- [TASK ITEM]: Could you copy out all the lines in the material below where the word "columns" occurs?

- [MATERIALS PROVIDED]:
○ ○ ○ ○ ○

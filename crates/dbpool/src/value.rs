//! Query parameters and result rows.
//!
//! The pool never decodes wire data itself. Drivers convert their native
//! result sets into [`Rows`], and callers pass bound parameters as [`Value`]s.

use std::fmt;

/// A bound parameter or a column value.
#[derive(Debug, Clone, PartialEq)]
pub enum Value {
    /// SQL NULL.
    Null,
    /// Boolean value.
    Bool(bool),
    /// Signed integer of any width.
    Int(i64),
    /// Floating point value.
    Float(f64),
    /// Text value.
    Text(String),
    /// Binary value.
    Bytes(Vec<u8>),
}

impl Value {
    /// Check if this value is NULL.
    #[must_use]
    pub fn is_null(&self) -> bool {
        matches!(self, Self::Null)
    }

    /// Get the value as an integer, if it is one.
    #[must_use]
    pub fn as_i64(&self) -> Option<i64> {
        match self {
            Self::Int(v) => Some(*v),
            _ => None,
        }
    }

    /// Get the value as a float, if it is numeric.
    #[must_use]
    pub fn as_f64(&self) -> Option<f64> {
        match self {
            Self::Float(v) => Some(*v),
            Self::Int(v) => Some(*v as f64),
            _ => None,
        }
    }

    /// Get the value as a string slice, if it is text.
    #[must_use]
    pub fn as_str(&self) -> Option<&str> {
        match self {
            Self::Text(s) => Some(s),
            _ => None,
        }
    }

    /// Get the value as a boolean, if it is one.
    #[must_use]
    pub fn as_bool(&self) -> Option<bool> {
        match self {
            Self::Bool(v) => Some(*v),
            _ => None,
        }
    }

    /// Get the value as raw bytes, if it is binary.
    #[must_use]
    pub fn as_bytes(&self) -> Option<&[u8]> {
        match self {
            Self::Bytes(b) => Some(b),
            _ => None,
        }
    }
}

impl fmt::Display for Value {
    fn fmt(&self, f: &mut fmt::Formatter<'_>) -> fmt::Result {
        match self {
            Self::Null => f.write_str("(null)"),
            Self::Bool(v) => write!(f, "{v}"),
            Self::Int(v) => write!(f, "{v}"),
            Self::Float(v) => write!(f, "{v}"),
            Self::Text(s) => write!(f, "{s}"),
            Self::Bytes(b) => write!(f, "<{} bytes>", b.len()),
        }
    }
}

macro_rules! impl_from_int {
    ($($t:ty),*) => {
        $(
            impl From<$t> for Value {
                fn from(v: $t) -> Self {
                    Self::Int(i64::from(v))
                }
            }
        )*
    };
}

impl_from_int!(i8, i16, i32, i64, u8, u16, u32);

impl From<bool> for Value {
    fn from(v: bool) -> Self {
        Self::Bool(v)
    }
}

impl From<f32> for Value {
    fn from(v: f32) -> Self {
        Self::Float(f64::from(v))
    }
}

impl From<f64> for Value {
    fn from(v: f64) -> Self {
        Self::Float(v)
    }
}

impl From<&str> for Value {
    fn from(v: &str) -> Self {
        Self::Text(v.to_owned())
    }
}

impl From<String> for Value {
    fn from(v: String) -> Self {
        Self::Text(v)
    }
}

impl From<Vec<u8>> for Value {
    fn from(v: Vec<u8>) -> Self {
        Self::Bytes(v)
    }
}

impl From<&[u8]> for Value {
    fn from(v: &[u8]) -> Self {
        Self::Bytes(v.to_vec())
    }
}

impl<T: Into<Value>> From<Option<T>> for Value {
    fn from(v: Option<T>) -> Self {
        v.map_or(Self::Null, Into::into)
    }
}

/// Conversion of a parameter list into bound values.
///
/// Implemented for slices, arrays and vectors of [`Value`]s, for the unit
/// type (no parameters), and for tuples of up to eight values convertible
/// into [`Value`].
///
/// ```rust
/// use dbpool::{Params, Value};
///
/// let params = (42, "alice", None::<i32>).into_params();
/// assert_eq!(params, vec![Value::Int(42), Value::from("alice"), Value::Null]);
/// ```
pub trait Params {
    /// Convert into an ordered list of values.
    fn into_params(self) -> Vec<Value>;
}

impl Params for () {
    fn into_params(self) -> Vec<Value> {
        Vec::new()
    }
}

impl Params for Vec<Value> {
    fn into_params(self) -> Vec<Value> {
        self
    }
}

impl Params for &[Value] {
    fn into_params(self) -> Vec<Value> {
        self.to_vec()
    }
}

impl Params for &Vec<Value> {
    fn into_params(self) -> Vec<Value> {
        self.clone()
    }
}

impl<const N: usize> Params for [Value; N] {
    fn into_params(self) -> Vec<Value> {
        self.into()
    }
}

impl<const N: usize> Params for &[Value; N] {
    fn into_params(self) -> Vec<Value> {
        self.to_vec()
    }
}

macro_rules! impl_params_tuple {
    ($($name:ident),+) => {
        impl<$($name: Into<Value>),+> Params for ($($name,)+) {
            #[allow(non_snake_case)]
            fn into_params(self) -> Vec<Value> {
                let ($($name,)+) = self;
                vec![$($name.into()),+]
            }
        }
    };
}

impl_params_tuple!(A);
impl_params_tuple!(A, B);
impl_params_tuple!(A, B, C);
impl_params_tuple!(A, B, C, D);
impl_params_tuple!(A, B, C, D, E);
impl_params_tuple!(A, B, C, D, E, F);
impl_params_tuple!(A, B, C, D, E, F, G);
impl_params_tuple!(A, B, C, D, E, F, G, H);

/// A single result row.
#[derive(Debug, Clone, PartialEq, Default)]
pub struct Row {
    values: Vec<Value>,
}

impl Row {
    /// Create a row from its column values.
    #[must_use]
    pub fn new(values: Vec<Value>) -> Self {
        Self { values }
    }

    /// Get a column value by position.
    #[must_use]
    pub fn get(&self, index: usize) -> Option<&Value> {
        self.values.get(index)
    }

    /// Number of columns in the row.
    #[must_use]
    pub fn len(&self) -> usize {
        self.values.len()
    }

    /// Check if the row has no columns.
    #[must_use]
    pub fn is_empty(&self) -> bool {
        self.values.is_empty()
    }

    /// All column values in order.
    #[must_use]
    pub fn values(&self) -> &[Value] {
        &self.values
    }

    /// Consume the row, returning its values.
    #[must_use]
    pub fn into_values(self) -> Vec<Value> {
        self.values
    }
}

impl From<Vec<Value>> for Row {
    fn from(values: Vec<Value>) -> Self {
        Self::new(values)
    }
}

/// The result of executing one statement.
#[derive(Debug, Clone, PartialEq, Default)]
pub struct Rows {
    columns: Vec<String>,
    rows: Vec<Row>,
    affected: u64,
}

impl Rows {
    /// Create a result set with column names and rows.
    #[must_use]
    pub fn new(columns: Vec<String>, rows: Vec<Row>) -> Self {
        Self {
            columns,
            rows,
            affected: 0,
        }
    }

    /// Create an empty result for a statement that only affected rows.
    #[must_use]
    pub fn affected(count: u64) -> Self {
        Self {
            affected: count,
            ..Self::default()
        }
    }

    /// Set the affected row count.
    #[must_use]
    pub fn with_affected(mut self, count: u64) -> Self {
        self.affected = count;
        self
    }

    /// Column names, in order.
    #[must_use]
    pub fn columns(&self) -> &[String] {
        &self.columns
    }

    /// Position of the column with the given name (case-insensitive).
    #[must_use]
    pub fn column_index(&self, name: &str) -> Option<usize> {
        self.columns.iter().position(|c| c.eq_ignore_ascii_case(name))
    }

    /// All rows.
    #[must_use]
    pub fn rows(&self) -> &[Row] {
        &self.rows
    }

    /// Number of rows reported as affected by the statement.
    #[must_use]
    pub fn rows_affected(&self) -> u64 {
        self.affected
    }

    /// Number of rows returned.
    #[must_use]
    pub fn len(&self) -> usize {
        self.rows.len()
    }

    /// Check if no rows were returned.
    #[must_use]
    pub fn is_empty(&self) -> bool {
        self.rows.is_empty()
    }

    /// Get a cell by row position and column name.
    #[must_use]
    pub fn get(&self, row: usize, column: &str) -> Option<&Value> {
        let index = self.column_index(column)?;
        self.rows.get(row)?.get(index)
    }

    /// The first column of the first row, if any.
    #[must_use]
    pub fn scalar(&self) -> Option<&Value> {
        self.rows.first()?.get(0)
    }

    /// Iterate over the rows.
    pub fn iter(&self) -> std::slice::Iter<'_, Row> {
        self.rows.iter()
    }
}

impl IntoIterator for Rows {
    type Item = Row;
    type IntoIter = std::vec::IntoIter<Row>;

    fn into_iter(self) -> Self::IntoIter {
        self.rows.into_iter()
    }
}

impl<'a> IntoIterator for &'a Rows {
    type Item = &'a Row;
    type IntoIter = std::slice::Iter<'a, Row>;

    fn into_iter(self) -> Self::IntoIter {
        self.rows.iter()
    }
}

○ ○ ○ ○ ○

- [EXERCISE ANSWER]:
    /// Number of columns in the row.
    /// Check if the row has no columns.
    columns: Vec<String>,
    pub fn new(columns: Vec<String>, rows: Vec<Row>) -> Self {
            columns,
    pub fn columns(&self) -> &[String] {
        &self.columns
        self.columns.iter().position(|c| c.eq_ignore_ascii_case(name))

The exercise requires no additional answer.